Transition Metal-Doped C 20 Fullerene-Based Single-Atom Catalysts with High Catalytic Activity for Hydrogen Dissociation Reaction.

Hydrogen dissociation is a key step in almost all hydrogenation reactions; therefore, an efficient and cost-effective catalyst with a favorable band structure for this step is highly desirable. In the current work, transition metal-based C ₂₀ (M@C ₂₀ ) complexes are designed and evaluated as single-atom catalysts (SACs) for hydrogen dissociation reaction (HDR). Interaction energy ( E _int ) analysis reveals that all the M@C ₂₀ complexes are thermodynamically stable, whereas the highest stability is observed for the Ni@C ₂₀ complex ( E _int = -6.14 eV).

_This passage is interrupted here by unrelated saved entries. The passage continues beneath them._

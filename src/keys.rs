//! Decryption key table, loaded from a JSON file mapping key index to an
//! 8-byte DES key given as a hex string.

use std::collections::HashMap;
use std::path::Path;

use serde::Deserialize;

#[derive(Debug, thiserror::Error)]
pub enum KeyTableError {
    #[error("failed to read key table file: {0}")]
    Io(#[from] std::io::Error),
    #[error("failed to parse key table JSON: {0}")]
    Json(#[from] serde_json::Error),
    #[error("key {index:#06x} has {len} hex characters, expected 16 (8 bytes)")]
    WrongKeyLength { index: u16, len: usize },
    #[error("key {index:#06x} is not valid hex: {source}")]
    InvalidHex {
        index: u16,
        #[source]
        source: std::num::ParseIntError,
    },
}

#[derive(Debug, Deserialize)]
struct RawKeyTable {
    keys: HashMap<String, String>,
}

/// Maps a 16-bit key index to its 8-byte DES key.
#[derive(Debug, Clone, Default)]
pub struct KeyTable {
    keys: HashMap<u16, [u8; 8]>,
}

impl KeyTable {
    pub fn empty() -> Self {
        KeyTable { keys: HashMap::new() }
    }

    pub fn load(path: &Path) -> Result<Self, KeyTableError> {
        let contents = std::fs::read_to_string(path)?;
        Self::from_json(&contents)
    }

    pub fn from_json(contents: &str) -> Result<Self, KeyTableError> {
        let raw: RawKeyTable = serde_json::from_str(contents)?;
        let mut keys = HashMap::with_capacity(raw.keys.len());
        for (index_str, hex) in raw.keys {
            let index = parse_key_index(&index_str);
            let key = decode_hex_key(index, &hex)?;
            keys.insert(index, key);
        }
        Ok(KeyTable { keys })
    }

    pub fn get(&self, index: u16) -> Option<&[u8; 8]> {
        self.keys.get(&index)
    }
}

/// Accepts both plain decimal ("42") and hex-prefixed ("0x2A") key indices.
fn parse_key_index(raw: &str) -> u16 {
    match raw.strip_prefix("0x").or_else(|| raw.strip_prefix("0X")) {
        Some(hex) => u16::from_str_radix(hex, 16).unwrap_or(0),
        None => raw.parse().unwrap_or(0),
    }
}

fn decode_hex_key(index: u16, hex: &str) -> Result<[u8; 8], KeyTableError> {
    if hex.len() != 16 {
        return Err(KeyTableError::WrongKeyLength { index, len: hex.len() });
    }
    let mut key = [0u8; 8];
    for (i, byte) in key.iter_mut().enumerate() {
        let slice = &hex[i * 2..i * 2 + 2];
        *byte = u8::from_str_radix(slice, 16).map_err(|source| KeyTableError::InvalidHex { index, source })?;
    }
    Ok(key)
}

#[cfg(test)]
mod tests {
    use super::*;

    #[test]
    fn loads_keys_from_json() {
        let json = r#"{"keys": {"42": "0011223344556677"}}"#;
        let table = KeyTable::from_json(json).unwrap();
        assert_eq!(table.get(42), Some(&[0x00, 0x11, 0x22, 0x33, 0x44, 0x55, 0x66, 0x77]));
        assert_eq!(table.get(1), None);
    }

    #[test]
    fn rejects_wrong_length_hex() {
        let json = r#"{"keys": {"1": "00112233"}}"#;
        assert!(matches!(
            KeyTable::from_json(json),
            Err(KeyTableError::WrongKeyLength { .. })
        ));
    }

    #[test]
    fn rejects_non_hex() {
        let json = r#"{"keys": {"1": "zzzzzzzzzzzzzzzz"}}"#;
        assert!(matches!(
            KeyTable::from_json(json),
            Err(KeyTableError::InvalidHex { .. })
        ));
    }
}
//! Application configuration, loaded from a TOML file via the `config` crate
//! and overridable by a handful of CLI flags.

use std::path::PathBuf;

use serde::Deserialize;

#[derive(Debug, Clone, Copy, PartialEq, Eq, Deserialize)]
#[serde(rename_all = "lowercase")]
pub enum DownlinkMode {
    Lrit,
    Hrit,
}

impl DownlinkMode {
    /// Worker poll interval: LRIT downlinks trickle in slowly, HRIT is
    /// bursty and needs a much tighter poll to avoid backing up the intake
    /// queue.
    pub fn poll_interval(self) -> std::time::Duration {
        match self {
            DownlinkMode::Lrit => std::time::Duration::from_millis(54),
            DownlinkMode::Hrit => std::time::Duration::from_millis(1),
        }
    }
}

#[derive(Debug, Clone, Deserialize)]
pub struct SourceConfig {
    #[serde(rename = "type")]
    pub kind: SourceKind,
    pub address: Option<String>,
    pub path: Option<PathBuf>,
}

#[derive(Debug, Clone, Copy, PartialEq, Eq, Deserialize)]
#[serde(rename_all = "lowercase")]
pub enum SourceKind {
    Tcp,
    PrefixedTcp,
    File,
}

#[derive(Debug, Clone, Deserialize)]
pub struct AppConfig {
    pub spacecraft_id: u8,
    pub mode: DownlinkMode,
    pub output_root: PathBuf,
    pub keys_path: Option<PathBuf>,
    pub dump_path: Option<PathBuf>,
    pub source: SourceConfig,
}

#[derive(Debug, thiserror::Error)]
pub enum ConfigError {
    #[error("failed to load configuration: {0}")]
    Config(#[from] config::ConfigError),
}

impl AppConfig {
    /// Loads configuration from `path` (TOML), falling back to the
    /// `XRIT_` environment prefix for overrides (e.g. `XRIT_OUTPUT_ROOT`).
    pub fn load(path: &std::path::Path) -> Result<Self, ConfigError> {
        let settings = config::Config::builder()
            .add_source(config::File::from(path))
            .add_source(config::Environment::with_prefix("XRIT").separator("__"))
            .build()?;
        Ok(settings.try_deserialize()?)
    }
}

Moreover, the best catalytic performance for H ₂ dissociation reaction is computed for the Zn@C ₂₀ catalyst ( E _ads = 0.53 eV) followed by Ti@C ₂₀ ( E _ads = 0.65 eV) and Sc@C ₂₀ ( E _ads = 0.76 eV) among all considered catalysts. QTAIM analyses reveal covalent or shared shell interactions in H ₂ * + M@C ₂₀ systems, which promote the process of H ₂ dissociation over M@C ₂₀ complexes. NBO and EDD analyses declare that transfer of charge from the metal atom to the antibonding orbital of H ₂ causes dissociation of the H-H bond. Overall outcomes of this study reveal that the Zn@C ₂₀ catalyst can act as a highly efficient, low-cost, abundant, and precious metal-free SAC to effectively catalyze HDR.
Competing Interests: The authors declare no competing financial interest.
(© 2023 The Authors. Published by American Chemical Society.)